By International Adviser, 2 Mar 17

The US Labor Department has proposed a 60-day delay for the start of the fiduciary rule, which requires financial advisers to act in the best interests of their clients, in a move signalling a possible derailment of the controversial reforms.

The US Labor Department has proposed a 60-day delay for the start of the fiduciary rule, which requires financial advisers to act in the best interests of their clients, in a move signalling a possible derailment of the controversial reforms.

The planned delay was announced in a notice made public on Wednesday.

It follows a 3 February memorandum from new US president Donald Trump, who directed the department to examine the regulation and prepare an economic and legal analysis on the impact of the rule.

The fiduciary rule was scheduled to come into force in April 2017 but will now be delayed by 60 days while it is reviewed.

The move forms part of Trump’s strategy to wind back Obama-era regulations and open up investor options, a White House official had previously told Bloomberg.

A 15-day consultation period on the proposal closes on 17 March.

There is also be a 45-day window to submit comments or information related to other aspects of Trump’s memorandum.

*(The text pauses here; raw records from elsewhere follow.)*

//! Property-Based Tests for the Noble Society Core
//!
//! Uses `proptest` to check the decay, retention, rate-limit and ripple
//! invariants under random inputs.

use std::sync::Arc;

use proptest::prelude::*;

use noble_core::config::RippleConfig;
use noble_core::decay;
use noble_core::eviction;
use noble_core::gossip::RateLimiter;
use noble_core::metrics::SocietyCounters;
use noble_core::ripple::{RelationChange, RippleService};
use noble_core::world::SandboxWorld;
use noble_core::{ActorId, GameTime, MemoryKind, MemoryRecord, MemoryTag, TraitSnapshot};

// ---------------------------------------------------------------------------
// Strategy helpers
// ---------------------------------------------------------------------------

fn arb_traits() -> impl Strategy<Value = TraitSnapshot> {
    (-3..=3i32, -3..=3i32, -3..=3i32, -3..=3i32, -3..=3i32).prop_map(
        |(valor, mercy, honor, generosity, calculating)| TraitSnapshot {
            valor,
            mercy,
            honor,
            generosity,
            calculating,
        },
    )
}

fn record_at(kind: MemoryKind, weight: f32, day: f64, note: usize) -> MemoryRecord {
    MemoryRecord::new(
        kind,
        ActorId::new(),
        ActorId::new(),
        weight,
        format!("event {note}"),
        GameTime::from_days(day),
    )
}

// ---------------------------------------------------------------------------
// Decay
// ---------------------------------------------------------------------------

proptest! {
    #[test]
    fn decay_is_monotone_and_snaps_to_zero(
        weight in prop_oneof![-2.0..-0.01f32, 0.01..2.0f32],
        rate in 0.001..0.2f32,
        traits in arb_traits(),
        days in 1..120usize,
    ) {
        let modifier = decay::decay_modifier(&traits);
        let mut record = record_at(MemoryKind::Insult, weight, 0.0, 0);
        record.decay_rate = rate;

        let mut previous = record.weight.abs();
        for _ in 0..days {
            decay::decay_weight(&mut record, modifier);
            let current = record.weight.abs();
            prop_assert!(current <= previous);
            prop_assert!(current == 0.0 || current >= decay::PRUNE_EPSILON);
            prop_assert!(record.weight == 0.0 || record.weight.signum() == weight.signum());
            previous = current;
        }
    }
}

proptest! {
    #[test]
    fn never_forget_records_hold_their_weight(
        weight in -2.0..2.0f32,
        traits in arb_traits(),
        days in 1..1000u32,
    ) {
        let modifier = decay::decay_modifier(&traits);
        let mut record = record_at(MemoryKind::Murder, weight, 0.0, 0);
        prop_assert!(record.never_forget);

        for _ in 0..days {
            decay::decay_weight(&mut record, modifier);
        }
        prop_assert_eq!(record.weight, weight);
        prop_assert!(!decay::is_expired(&record, GameTime::from_days(f64::from(days)), modifier));
    }
}

// ---------------------------------------------------------------------------
// Retention caps
// ---------------------------------------------------------------------------

proptest! {
    #[test]
    fn hard_cap_evicts_oldest_first(count in 0..400usize, cap in 1..300usize) {
        let mut memories: Vec<_> = (0..count)
            .map(|i| {
                let mut r = record_at(MemoryKind::Betrayal, 1.0, 0.0, i);
                r.never_forget = i % 2 == 0;
                r
            })
            .collect();

        let evicted = eviction::enforce_hard_cap(&mut memories, cap);
        prop_assert_eq!(evicted, count.saturating_sub(cap));
        prop_assert_eq!(memories.len(), count.min(cap));
        if let Some(first) = memories.first() {
            prop_assert_eq!(&first.notes, &format!("event {}", count - memories.len()));
        }
    }
}

proptest! {
    #[test]
    fn tag_cap_drops_exactly_the_oldest_excess(
        days in Just((0..120u32).collect::<Vec<_>>()).prop_shuffle(),
        tagged_every in 1..4usize,
        cap in 0..80usize,
    ) {
        let mut memories: Vec<_> = days
            .iter()
            .enumerate()
            .map(|(i, &day)| {
                let r = record_at(MemoryKind::GossipHeard, 0.5, f64::from(day), i);
                if i % tagged_every == 0 { r.tagged(MemoryTag::Gossip) } else { r }
            })
            .collect();
        let tagged_before: Vec<u64> = memories
            .iter()
            .filter(|m| m.has_tag(MemoryTag::Gossip))
            .map(|m| m.timestamp.tick)
            .collect();
        let untagged_before = memories.len() - tagged_before.len();

        let removed = eviction::enforce_tag_cap(&mut memories, MemoryTag::Gossip, cap);
        prop_assert_eq!(removed, tagged_before.len().saturating_sub(cap));
        prop_assert_eq!(memories.iter().filter(|m| !m.has_tag(MemoryTag::Gossip)).count(), untagged_before);

        let mut newest = tagged_before.clone();
        newest.sort_unstable();
        let kept_floor = newest.len().saturating_sub(cap);
        let mut survivors: Vec<u64> = memories
            .iter()
            .filter(|m| m.has_tag(MemoryTag::Gossip))
            .map(|m| m.timestamp.tick)
            .collect();
        survivors.sort_unstable();
        prop_assert_eq!(survivors, newest[kept_floor..].to_vec());
    }
}

// ---------------------------------------------------------------------------
// Rate limiting
// ---------------------------------------------------------------------------

proptest! {
    #[test]
    fn weekly_cap_clips_and_never_overspends(
        requests in prop::collection::vec((-5..=5i32, 0.0..0.5f64), 1..14),
        cap in 1..8u32,
    ) {
        let mut limiter = RateLimiter::new(5.0, cap);
        let (listener, actor) = (ActorId::new(), ActorId::new());
        let budget = i32::try_from(cap).unwrap_or(i32::MAX);

        let mut now = GameTime::ZERO;
        let mut spent = 0;
        for (i, (delta, step)) in requests.into_iter().enumerate() {
            now = now.plus_days(step);
            let outcome = limiter.admit(listener, actor, delta, &format!("reason {i}"), now);
            let remaining = budget - spent;

            match outcome.granted() {
                Some(granted) => {
                    prop_assert_eq!(granted.signum(), delta.signum());
                    prop_assert_eq!(granted.abs(), delta.abs().min(remaining));
                    spent += granted.abs();
                }
                None => prop_assert!(delta == 0 || remaining == 0),
            }
            prop_assert!(spent <= budget);
            prop_assert_eq!(limiter.spent_this_week(listener, actor, now), spent);
        }
    }
}

// ---------------------------------------------------------------------------
// Ripples
// ---------------------------------------------------------------------------

proptest! {
    #[test]
    fn ripples_stay_within_cap_and_follow_the_primary_sign(
        base in prop_oneof![-100..=-10i32, 10..=100i32],
        observer_traits in prop::collection::vec(arb_traits(), 1..6),
        relations in prop::collection::vec(-100..=100i32, 6),
    ) {
        let mut world = SandboxWorld::new();
        let a = world.add_lord(TraitSnapshot::default());
        let b = world.add_lord(TraitSnapshot::default());
        let kingdom = world.add_kingdom(Some(a));
        let clan = world.add_clan(Some(kingdom));
        world.join_clan(b, clan);

        let target = if base >= 0 { b } else { a };
        for (i, traits) in observer_traits.into_iter().enumerate() {
            let observer = world.add_lord(traits);
            world.join_clan(observer, clan);
            world.set_relation(observer, target, relations[i]);
        }

        let service = RippleService::new(RippleConfig::default(), Arc::new(SocietyCounters::new()));
        let applied = service.apply_ripples(&mut world, &RelationChange::new(a, b, base));

        for ripple in &applied {
            prop_assert!(ripple.delta != 0 && ripple.delta.abs() <= 5);
            prop_assert_eq!(ripple.delta.signum(), base.signum());
            prop_assert_eq!(ripple.target, target);
        }
        prop_assert_eq!(world.relation_calls().len(), applied.len());
        prop_assert!(world.relation_calls().iter().all(|call| !call.notify));
    }
}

After that, the Labor Department may allow the regulation to proceed, issue another delay, propose to withdraw it altogether, or pitch amendments.

Fiduciary rule

Former president Barack Obama’s administration finalised the fiduciary rule last year to put an end to hidden fees and high-commission investment products in a bid to help Americans saving for their retirement.

The regulation, widely regarded at the US-equivalent of RDR, is expected to have the biggest impact on brokers.

Currently, brokers must sell investment products that are suitable for their clients, a less-stringent standard than the fiduciary requirement.

Investment advisers already adhere to a best-interest standard.

Legal challenges

In recent months, the investor protection rule has faced a number of legal hurdles.

In early January, a US congressman introduced a bill that could delay implementation by at least two years.

Several industry groups, such as the National Association for Fixed Annuities (Nafa), have also launched legal challenges, although a US judge threw out the insurance body’s first appeal last November.

Scrapping the reforms would be welcomed by many asset managers, brokers, life insurers and other financial service providers as it threatens the provision of some of the industry’s most lucrative products.

Meanwhile, other critics say the rule would limit the ability of advisers to service clients who cannot afford to pay for financial advice and must use products that carry commissions or other indirect costs.

Temporary delay

Despite the proposed delay, Don Andrews, a compliance attorney with US law firm Venable, believes the fiduciary standard will be delayed temporarily but expects it to be implemented by June this year.

He added that US financial services companies will continue with efforts to comply with the rule.

“People have already spent a lot of money to comply with the rule and there’s a prevailing sentiment in the industry in favour of protecting investors,” he told International Adviser.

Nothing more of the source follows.